Well, relatively privileged.

He hopped into the shower while the coffee brewed and tried to determine just how embarrassed he should be about the night before. The problem wasn’t that he’d had too much to drink. After all, Darren’s budget and conscience conspired to impose a fairly strict limit of four drinks per night under ordinary circumstances. No, the problem was that, in his nervousness, he’d consumed his allotment far too quickly. It had taken him weeks to convince Abbey that it was worth going on a date with a coworker, that they had enough in comon that the potential for paperwork wasn’t enough to merit not giving it a shot. He wasn’t sure if she’d slap him when he inevitably ran into her at the office or if she’d laugh at him. He did know that he’d prefer the slap.

The urge for coffee hit again as soon as he stepped out of the shower. He gulped down one cup before he finished getting dressed and poured the rest of the pot into a travel mug before sauntering down to the next corner. It was a chilly morning, which the weather forecast suggested would set the tone for the rest of the day. Darren fastened another button on his flannel shirt and largely ignored the cold while waiting for his bus to arrive. He saw Roger as he boarded, sat down across from him and took a swig from his mug, knowing full well what was coming next.

“So?” Roger asked.

“‘So,’ what?” Darren was not looking forward to this.

“Dinner. With Abbey. How did it go?”

“Less well than it could have.”

“That’s not saying much. How, particularly, did it stray from the ideal?”

“I may have propositioned her”

“May have?”

“It’s quite possible that the first words out of my mouth after dinner arrived were,” Darren glanced around and lowered both the pitch and volume of his voice, “‘So, we gonna fuck tonight?’” He must not have been quiet enough because an older lady turned around to frown at his choice of words.

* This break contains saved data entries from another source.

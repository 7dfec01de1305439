//! Database migrations.
//!
//! Each migration is a separate module following SeaORM conventions.
//! Migration names follow the pattern: m{YYYYMMDD}_{NNNNNN}_{description}
//!
//! Every foreign key is `ON DELETE RESTRICT`; cascading is done explicitly
//! by the repositories.

use sea_orm_migration::prelude::*;

mod m20240101_000001_create_users_tables;
mod m20240101_000002_create_games_tables;
mod m20240101_000003_create_pricing_tables;
mod m20240101_000004_create_engagement_tables;

pub struct Migrator;

#[async_trait::async_trait]
impl MigratorTrait for Migrator {
    fn migrations() -> Vec<Box<dyn MigrationTrait>> {
        vec![
            Box::new(m20240101_000001_create_users_tables::Migration),
            Box::new(m20240101_000002_create_games_tables::Migration),
            Box::new(m20240101_000003_create_pricing_tables::Migration),
            Box::new(m20240101_000004_create_engagement_tables::Migration),
        ]
    }
}
//! Favorites join table entity.

use sea_orm::entity::prelude::*;

use domain::Favorite;

#[derive(Clone, Debug, PartialEq, Eq, DeriveEntityModel)]
#[sea_orm(table_name = "favorites")]
pub struct Model {
    #[sea_orm(primary_key, auto_increment = false)]
    pub user_id: i32,
    #[sea_orm(primary_key, auto_increment = false)]
    pub game_id: i32,
}

#[derive(Copy, Clone, Debug, EnumIter, DeriveRelation)]
pub enum Relation {
    #[sea_orm(
        belongs_to = "super::user::Entity",
        from = "Column::UserId",
        to = "super::user::Column::Id"
    )]
    User,
    #[sea_orm(
        belongs_to = "super::game::Entity",
        from = "Column::GameId",
        to = "super::game::Column::Id"
    )]
    Game,
}

impl Related<super::user::Entity> for Entity {
    fn to() -> RelationDef {
        Relation::User.def()
    }
}

impl Related<super::game::Entity> for Entity {
    fn to() -> RelationDef {
        Relation::Game.def()
    }
}

impl ActiveModelBehavior for ActiveModel {}

impl From<Model> for Favorite {
    fn from(model: Model) -> Self {
        Favorite {
            user_id: model.user_id,
            game_id: model.game_id,
        }
    }
}
//! Domain-level errors.
//!
//! These errors represent business rule violations and domain logic failures.
//! They are independent of infrastructure concerns (database, transport).

use thiserror::Error;

/// Domain-specific errors for business rule violations.
#[derive(Error, Debug, Clone)]
pub enum DomainError {
    /// Validation failed for a field or input
    #[error("Validation error: {0}")]
    Validation(String),

    /// Password-related errors
    #[error("Password error: {0}")]
    Password(String),

    /// Entity not found
    #[error("Not found: {0}")]
    NotFound(String),

    /// Document could not be produced or read
    #[error("Document error: {0}")]
    Document(String),

    /// Internal domain error
    #[error("Internal error: {0}")]
    Internal(String),
}

impl DomainError {
    /// Create a validation error
    pub fn validation(msg: impl Into<String>) -> Self {
        DomainError::Validation(msg.into())
    }

    /// Create a password error
    pub fn password(msg: impl Into<String>) -> Self {
        DomainError::Password(msg.into())
    }

    /// Create a not found error
    pub fn not_found(entity: impl Into<String>) -> Self {
        DomainError::NotFound(entity.into())
    }

    /// Create an internal error
    pub fn internal(msg: impl Into<String>) -> Self {
        DomainError::Internal(msg.into())
    }
}

impl From<serde_json::Error> for DomainError {
    fn from(err: serde_json::Error) -> Self {
        DomainError::Document(err.to_string())
    }
}

/// Result type alias for domain operations
pub type DomainResult<T> = Result<T, DomainError>;
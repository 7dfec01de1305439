//! Platform repository implementation.

use async_trait::async_trait;
use sea_orm::{
    ActiveModelTrait, ColumnTrait, DatabaseConnection, EntityTrait, QueryFilter, QueryOrder, Set, TransactionTrait,
};

use super::cascade;
use super::entities::platform::{self, ActiveModel, Entity as PlatformEntity};
use common::{AppError, AppResult};
use domain::{DeletePolicy, Platform};

#[cfg(any(test, feature = "test-utils"))]
use mockall::automock;

#[cfg_attr(any(test, feature = "test-utils"), automock)]
#[async_trait]
pub trait PlatformRepository: Send + Sync {
    async fn find_by_id(&self, id: i32) -> AppResult<Option<Platform>>;

    /// Platforms with the given ids, ordered by id
    async fn find_by_ids(&self, ids: &[i32]) -> AppResult<Vec<Platform>>;

    async fn list(&self) -> AppResult<Vec<Platform>>;

    async fn create(&self, name: String) -> AppResult<Platform>;

    async fn rename(&self, id: i32, name: String) -> AppResult<Platform>;

    /// Delete a platform. `Cascade` also removes its builds and their prices.
    async fn delete(&self, id: i32, policy: DeletePolicy) -> AppResult<()>;
}

pub struct PlatformStore {
    db: DatabaseConnection,
}

impl PlatformStore {
    pub fn new(db: DatabaseConnection) -> Self {
        Self { db }
    }
}

#[async_trait]
impl PlatformRepository for PlatformStore {
    async fn find_by_id(&self, id: i32) -> AppResult<Option<Platform>> {
        let result = PlatformEntity::find_by_id(id)
            .one(&self.db)
            .await
            .map_err(AppError::from)?;

        Ok(result.map(Platform::from))
    }

    async fn find_by_ids(&self, ids: &[i32]) -> AppResult<Vec<Platform>> {
        if ids.is_empty() {
            return Ok(Vec::new());
        }

        let platforms = PlatformEntity::find()
            .filter(platform::Column::Id.is_in(ids.to_vec()))
            .order_by_asc(platform::Column::Id)
            .all(&self.db)
            .await
            .map_err(AppError::from)?;

        Ok(platforms.into_iter().map(Platform::from).collect())
    }

    async fn list(&self) -> AppResult<Vec<Platform>> {
        let platforms = PlatformEntity::find()
            .order_by_asc(platform::Column::Id)
            .all(&self.db)
            .await
            .map_err(AppError::from)?;

        Ok(platforms.into_iter().map(Platform::from).collect())
    }

    async fn create(&self, name: String) -> AppResult<Platform> {
        let active_model = ActiveModel {
            name: Set(name),
            ..Default::default()
        };

        let model = active_model.insert(&self.db).await.map_err(AppError::from)?;
        Ok(Platform::from(model))
    }

    async fn rename(&self, id: i32, name: String) -> AppResult<Platform> {
        let platform = PlatformEntity::find_by_id(id)
            .one(&self.db)
            .await?
            .ok_or(AppError::NotFound)?;

        let mut active: ActiveModel = platform.into();
        active.name = Set(name);

        let model = active.update(&self.db).await.map_err(AppError::from)?;
        Ok(Platform::from(model))
    }

    async fn delete(&self, id: i32, policy: DeletePolicy) -> AppResult<()> {
        if !policy.cascades() {
            return cascade::delete_row::<PlatformEntity, _>(&self.db, id).await;
        }

        let txn = self.db.begin().await.map_err(AppError::from)?;
        cascade::clear_platform(&txn, id).await?;
        cascade::delete_row::<PlatformEntity, _>(&txn, id).await?;
        txn.commit().await.map_err(AppError::from)?;

        tracing::debug!(platform_id = id, "Platform deleted with dependants");
        Ok(())
    }
}
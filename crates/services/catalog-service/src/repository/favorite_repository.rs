//! Favorites join table.

use async_trait::async_trait;
use sea_orm::{ColumnTrait, DatabaseConnection, EntityTrait, PaginatorTrait, QueryFilter, QueryOrder, Set};

use super::entities::{
    favorite::{self, ActiveModel, Entity as FavoriteEntity},
    game::{self, Entity as GameEntity},
};
use common::{AppError, AppResult};
use domain::{Favorite, Game};

#[cfg(any(test, feature = "test-utils"))]
use mockall::automock;

#[cfg_attr(any(test, feature = "test-utils"), automock)]
#[async_trait]
pub trait FavoriteRepository: Send + Sync {
    /// Mark a game as favorite. Adding the same pair twice is a unique violation.
    async fn add(&self, user_id: i32, game_id: i32) -> AppResult<Favorite>;

    async fn remove(&self, user_id: i32, game_id: i32) -> AppResult<()>;

    async fn exists(&self, user_id: i32, game_id: i32) -> AppResult<bool>;

    /// Favorites of the user, ordered by game id
    async fn find_favorites_by_user(&self, user_id: i32) -> AppResult<Vec<Favorite>>;

    /// Users who favorited the game, ordered by user id
    async fn find_favorites_by_game(&self, game_id: i32) -> AppResult<Vec<Favorite>>;

    /// The favorite games themselves, ordered by id
    async fn find_favorite_games(&self, user_id: i32) -> AppResult<Vec<Game>>;
}

pub struct FavoriteStore {
    db: DatabaseConnection,
}

impl FavoriteStore {
    pub fn new(db: DatabaseConnection) -> Self {
        Self { db }
    }
}

#[async_trait]
impl FavoriteRepository for FavoriteStore {
    async fn add(&self, user_id: i32, game_id: i32) -> AppResult<Favorite> {
        let active_model = ActiveModel {
            user_id: Set(user_id),
            game_id: Set(game_id),
        };

        FavoriteEntity::insert(active_model)
            .exec_without_returning(&self.db)
            .await
            .map_err(AppError::from)?;

        Ok(Favorite { user_id, game_id })
    }

    async fn remove(&self, user_id: i32, game_id: i32) -> AppResult<()> {
        let result = FavoriteEntity::delete_by_id((user_id, game_id))
            .exec(&self.db)
            .await
            .map_err(AppError::from)?;

        if result.rows_affected == 0 {
            return Err(AppError::NotFound);
        }

        Ok(())
    }

    async fn exists(&self, user_id: i32, game_id: i32) -> AppResult<bool> {
        let count = FavoriteEntity::find()
            .filter(favorite::Column::UserId.eq(user_id))
            .filter(favorite::Column::GameId.eq(game_id))
            .count(&self.db)
            .await
            .map_err(AppError::from)?;

        Ok(count > 0)
    }

    async fn find_favorites_by_user(&self, user_id: i32) -> AppResult<Vec<Favorite>> {
        let favorites = FavoriteEntity::find()
            .filter(favorite::Column::UserId.eq(user_id))
            .order_by_asc(favorite::Column::GameId)
            .all(&self.db)
            .await
            .map_err(AppError::from)?;

        Ok(favorites.into_iter().map(Favorite::from).collect())
    }

    async fn find_favorites_by_game(&self, game_id: i32) -> AppResult<Vec<Favorite>> {
        let favorites = FavoriteEntity::find()
            .filter(favorite::Column::GameId.eq(game_id))
            .order_by_asc(favorite::Column::UserId)
            .all(&self.db)
            .await
            .map_err(AppError::from)?;

        Ok(favorites.into_iter().map(Favorite::from).collect())
    }

    async fn find_favorite_games(&self, user_id: i32) -> AppResult<Vec<Game>> {
        let games = GameEntity::find()
            .inner_join(FavoriteEntity)
            .filter(favorite::Column::UserId.eq(user_id))
            .order_by_asc(game::Column::Id)
            .all(&self.db)
            .await
            .map_err(AppError::from)?;

        Ok(games.into_iter().map(Game::from).collect())
    }
}
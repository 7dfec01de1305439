//! Helpers for partial update payloads.

use serde::{Deserialize, Deserializer};

/// Deserializer for `Option<Option<T>>` update fields.
///
/// A missing field stays `None` (via `#[serde(default)]`), an explicit
/// `null` becomes `Some(None)` and clears the column.
pub fn nullable<'de, T, D>(deserializer: D) -> Result<Option<Option<T>>, D::Error>
where
    T: Deserialize<'de>,
    D: Deserializer<'de>,
{
    Option::<T>::deserialize(deserializer).map(Some)
}
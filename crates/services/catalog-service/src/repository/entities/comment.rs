//! Comment database entity.

use sea_orm::entity::prelude::*;

use domain::Comment;

#[derive(Clone, Debug, PartialEq, Eq, DeriveEntityModel)]
#[sea_orm(table_name = "comments")]
pub struct Model {
    #[sea_orm(primary_key)]
    pub id: i32,
    pub user_id: i32,
    pub game_id: i32,
    #[sea_orm(column_type = "Text")]
    pub body: String,
    pub created_at: DateTimeUtc,
}

#[derive(Copy, Clone, Debug, EnumIter, DeriveRelation)]
pub enum Relation {
    #[sea_orm(
        belongs_to = "super::user::Entity",
        from = "Column::UserId",
        to = "super::user::Column::Id"
    )]
    User,
    #[sea_orm(
        belongs_to = "super::game::Entity",
        from = "Column::GameId",
        to = "super::game::Column::Id"
    )]
    Game,
}

impl Related<super::user::Entity> for Entity {
    fn to() -> RelationDef {
        Relation::User.def()
    }
}

impl Related<super::game::Entity> for Entity {
    fn to() -> RelationDef {
        Relation::Game.def()
    }
}

impl ActiveModelBehavior for ActiveModel {}

impl From<Model> for Comment {
    fn from(model: Model) -> Self {
        Comment {
            id: model.id,
            user_id: model.user_id,
            game_id: model.game_id,
            body: model.body,
            created_at: model.created_at,
        }
    }
}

“I take it she ordered the steak?” Roger smirked. Darren was not particularly amused.

“It was a joke! I said it in a funny voice and everything!”

“Well, maybe it wasn’t so bad.”

“She made an excuse to duck out as soon as she finished her chicken. Left half of her baked potato right there on the plate.”

Roger paused to choose a new cliche. “Hey, it’s not like she’s that great a catch.”

“Roger, this girl knows the full starting lineups for the Cardinals, both Arizona and St. Louis. Her favorite Coen Brothers movie is The Man Who Wasn’t There. She cried when Gandalf died, and she can play Chopin in her sleep.”

“...That sucks, man.”

“That it does.” Darren took another swig of coffee and questioned his decision not to add just a drop or four of whiskey to it.

1 comment:

benpost said...

I actually like your dialogue a lot here--although take that with some grains of salt, because my dialogue is usually so shitty that I'd never dream of releasing it from the sub-sub-sub-sub folder of my hard drive within which it's been confined.

Basically, I don't think you need to worry too much about treating dialogue as a script. In fact, the idea of dialogue-as-script can actually be helpful, since it helps us focus on action, not description. As amateur writers, our biggest problem is that we try to tell when we should show--too many adjectives, not enough nouns; too many adverbs, not enough verbs. Pure dialogue (ROGER: "May have?") is as close to pure action as a writer can get, and it's definitely worth experimenting with.